### Prompt
These entries are to be set down again exactly.

### Data in this exercise
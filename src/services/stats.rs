//! Growth figures derived from daily snapshots.

use crate::models::{DailyStat, Metric};
use chrono::NaiveDate;
use serde::Serialize;

#[cfg(feature = "binding-generation")]
use ts_rs::TS;

/// Trailing windows reported on the stats endpoint, in days.
pub const GAIN_WINDOWS: [i64; 3] = [1, 7, 30];

/// Latest totals plus gains over each window.
#[derive(Debug, Clone, PartialEq, Serialize)]
#[cfg_attr(feature = "binding-generation", derive(TS))]
#[cfg_attr(feature = "binding-generation", ts(export, export_to = "web/src/lib/generated/"))]
#[serde(rename_all = "camelCase")]
pub struct StatsSummary {
    /// Date of the latest snapshot, `None` when there are none
    pub latest_date: Option<String>,
    pub metrics: Vec<MetricSummary>,
    /// Actual span in days behind each gain (0 when no baseline)
    pub days_calculated_for_24_hours: i64,
    pub days_calculated_for_7_days: i64,
    pub days_calculated_for_30_days: i64,
    /// Every snapshot, oldest first
    pub daily_stats: Vec<DailyStatSummary>,
}

/// One day of the series as the API returns it.
#[derive(Debug, Clone, PartialEq, Serialize)]
#[cfg_attr(feature = "binding-generation", derive(TS))]
#[cfg_attr(feature = "binding-generation", ts(export, export_to = "web/src/lib/generated/"))]
#[serde(rename_all = "camelCase")]
pub struct DailyStatSummary {
    #[cfg_attr(feature = "binding-generation", ts(type = "string"))]
    pub date: NaiveDate,
    #[cfg_attr(feature = "binding-generation", ts(type = "number"))]
    pub hearts: u64,
    #[cfg_attr(feature = "binding-generation", ts(type = "number"))]
    pub followers: u64,
    #[cfg_attr(feature = "binding-generation", ts(type = "number"))]
    pub videos: u64,
    #[cfg_attr(feature = "binding-generation", ts(type = "number"))]
    pub friends: u64,
    #[cfg_attr(feature = "binding-generation", ts(type = "number"))]
    pub account_count: u64,
}

impl From<&DailyStat> for DailyStatSummary {
    fn from(stat: &DailyStat) -> Self {
        Self {
            date: stat.date,
            hearts: stat.hearts,
            followers: stat.followers,
            videos: stat.videos,
            friends: stat.friends,
            account_count: stat.account_count,
        }
    }
}

#[derive(Debug, Clone, PartialEq, Serialize)]
#[cfg_attr(feature = "binding-generation", derive(TS))]
#[cfg_attr(feature = "binding-generation", ts(export, export_to = "web/src/lib/generated/"))]
#[serde(rename_all = "camelCase")]
pub struct MetricSummary {
    pub metric: Metric,
    #[cfg_attr(feature = "binding-generation", ts(type = "number"))]
    pub total: u64,
    #[cfg_attr(feature = "binding-generation", ts(type = "number | null"))]
    pub gain_last_24_hours: Option<i64>,
    #[cfg_attr(feature = "binding-generation", ts(type = "number | null"))]
    pub gain_last_7_days: Option<i64>,
    #[cfg_attr(feature = "binding-generation", ts(type = "number | null"))]
    pub gain_last_30_days: Option<i64>,
}

/// Snapshot a window's gain is measured against.
///
/// The newest snapshot at least `days` before the latest one; if history is
/// shorter than that, the oldest snapshot. `None` with fewer than two days.
fn baseline(sorted: &[DailyStat], days: i64) -> Option<&DailyStat> {
    let latest = sorted.last()?;
    let target = latest.date - chrono::Duration::days(days);

    sorted
        .iter()
        .rev()
        .find(|s| s.date <= target)
        .or_else(|| sorted.first().filter(|oldest| oldest.date < latest.date))
}

/// Summarize snapshots in any order.
pub fn summarize(stats: &[DailyStat]) -> StatsSummary {
    let mut sorted = stats.to_vec();
    sorted.sort_by_key(|s| s.date);

    let Some(latest) = sorted.last() else {
        return StatsSummary {
            latest_date: None,
            metrics: Metric::ALL
                .into_iter()
                .map(|metric| MetricSummary {
                    metric,
                    total: 0,
                    gain_last_24_hours: None,
                    gain_last_7_days: None,
                    gain_last_30_days: None,
                })
                .collect(),
            days_calculated_for_24_hours: 0,
            days_calculated_for_7_days: 0,
            days_calculated_for_30_days: 0,
            daily_stats: Vec::new(),
        };
    };

    let baselines = GAIN_WINDOWS.map(|days| baseline(&sorted, days));
    let span = |base: Option<&DailyStat>| base.map_or(0, |b| (latest.date - b.date).num_days());
    let gain = |metric: Metric, base: Option<&DailyStat>| {
        base.map(|b| metric.value(latest) as i64 - metric.value(b) as i64)
    };

    StatsSummary {
        latest_date: Some(latest.date.to_string()),
        metrics: Metric::ALL
            .into_iter()
            .map(|metric| MetricSummary {
                metric,
                total: metric.value(latest),
                gain_last_24_hours: gain(metric, baselines[0]),
                gain_last_7_days: gain(metric, baselines[1]),
                gain_last_30_days: gain(metric, baselines[2]),
            })
            .collect(),
        days_calculated_for_24_hours: span(baselines[0]),
        days_calculated_for_7_days: span(baselines[1]),
        days_calculated_for_30_days: span(baselines[2]),
        daily_stats: sorted.iter().map(DailyStatSummary::from).collect(),
    }
}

### Response to the exercise
filename src/services/stats.rs
//! Growth figures derived from daily snapshots.

use crate::models::{DailyStat, Metric};
use chrono::NaiveDate;
use serde::Serialize;

#[cfg(feature = "binding-generation")]
use ts_rs::TS;

/// Trailing windows reported on the stats endpoint, in days.
pub const GAIN_WINDOWS: [i64; 3] = [1, 7, 30];

/// Latest totals plus gains over each window.
#[derive(Debug, Clone, PartialEq, Serialize)]
#[cfg_attr(feature = "binding-generation", derive(TS))]
#[cfg_attr(feature = "binding-generation", ts(export, export_to = "web/src/lib/generated/"))]
#[serde(rename_all = "camelCase")]
pub struct StatsSummary {
    /// Date of the latest snapshot, `None` when there are none
    pub latest_date: Option<String>,
    pub metrics: Vec<MetricSummary>,
    /// Actual span in days behind each gain (0 when no baseline)
    pub days_calculated_for_24_hours: i64,
    pub days_calculated_for_7_days: i64,
    pub days_calculated_for_30_days: i64,
    /// Every snapshot, oldest first
    pub daily_stats: Vec<DailyStatSummary>,
}

/// One day of the series as the API returns it.
#[derive(Debug, Clone, PartialEq, Serialize)]
#[cfg_attr(feature = "binding-generation", derive(TS))]
#[cfg_attr(feature = "binding-generation", ts(export, export_to = "web/src/lib/generated/"))]
#[serde(rename_all = "camelCase")]
pub struct DailyStatSummary {
    #[cfg_attr(feature = "binding-generation", ts(type = "string"))]
    pub date: NaiveDate,
    #[cfg_attr(feature = "binding-generation", ts(type = "number"))]
    pub hearts: u64,
    #[cfg_attr(feature = "binding-generation", ts(type = "number"))]
    pub followers: u64,
    #[cfg_attr(feature = "binding-generation", ts(type = "number"))]
    pub videos: u64,
    #[cfg_attr(feature = "binding-generation", ts(type = "number"))]
    pub friends: u64,
    #[cfg_attr(feature = "binding-generation", ts(type = "number"))]
    pub account_count: u64,
}

impl From<&DailyStat> for DailyStatSummary {
    fn from(stat: &DailyStat) -> Self {
        Self {
            date: stat.date,
            hearts: stat.hearts,
            followers: stat.followers,
            videos: stat.videos,
            friends: stat.friends,
            account_count: stat.account_count,
        }
    }
}

#[derive(Debug, Clone, PartialEq, Serialize)]
#[cfg_attr(feature = "binding-generation", derive(TS))]
#[cfg_attr(feature = "binding-generation", ts(export, export_to = "web/src/lib/generated/"))]
#[serde(rename_all = "camelCase")]
pub struct MetricSummary {
    pub metric: Metric,
    #[cfg_attr(feature = "binding-generation", ts(type = "number"))]
    pub total: u64,
    #[cfg_attr(feature = "binding-generation", ts(type = "number | null"))]
    pub gain_last_24_hours: Option<i64>,
    #[cfg_attr(feature = "binding-generation", ts(type = "number | null"))]
    pub gain_last_7_days: Option<i64>,
    #[cfg_attr(feature = "binding-generation", ts(type = "number | null"))]
    pub gain_last_30_days: Option<i64>,
}

/// Snapshot a window's gain is measured against.
///
/// The newest snapshot at least `days` before the latest one; if history is
/// shorter than that, the oldest snapshot. `None` with fewer than two days.
fn baseline(sorted: &[DailyStat], days: i64) -> Option<&DailyStat> {
    let latest = sorted.last()?;
    let target = latest.date - chrono::Duration::days(days);

    sorted
        .iter()
        .rev()
        .find(|s| s.date <= target)
        .or_else(|| sorted.first().filter(|oldest| oldest.date < latest.date))
}

/// Summarize snapshots in any order.
pub fn summarize(stats: &[DailyStat]) -> StatsSummary {
    let mut sorted = stats.to_vec();
    sorted.sort_by_key(|s| s.date);

    let Some(latest) = sorted.last() else {
        return StatsSummary {
            latest_date: None,
            metrics: Metric::ALL
                .into_iter()
                .map(|metric| MetricSummary {
                    metric,
                    total: 0,
                    gain_last_24_hours: None,
                    gain_last_7_days: None,
                    gain_last_30_days: None,
                })
                .collect(),
            days_calculated_for_24_hours: 0,
            days_calculated_for_7_days: 0,
            days_calculated_for_30_days: 0,
            daily_stats: Vec::new(),
        };
    };

    let baselines = GAIN_WINDOWS.map(|days| baseline(&sorted, days));
    let span = |base: Option<&DailyStat>| base.map_or(0, |b| (latest.date - b.date).num_days());
    let gain = |metric: Metric, base: Option<&DailyStat>| {
        base.map(|b| metric.value(latest) as i64 - metric.value(b) as i64)
    };

    StatsSummary {
        latest_date: Some(latest.date.to_string()),
        metrics: Metric::ALL
            .into_iter()
            .map(|metric| MetricSummary {
                metric,
                total: metric.value(latest),
                gain_last_24_hours: gain(metric, baselines[0]),
                gain_last_7_days: gain(metric, baselines[1]),
                gain_last_30_days: gain(metric, baselines[2]),
            })
            .collect(),
        days_calculated_for_24_hours: span(baselines[0]),
        days_calculated_for_7_days: span(baselines[1]),
        days_calculated_for_30_days: span(baselines[2]),
        daily_stats: sorted.iter().map(DailyStatSummary::from).collect(),
    }
}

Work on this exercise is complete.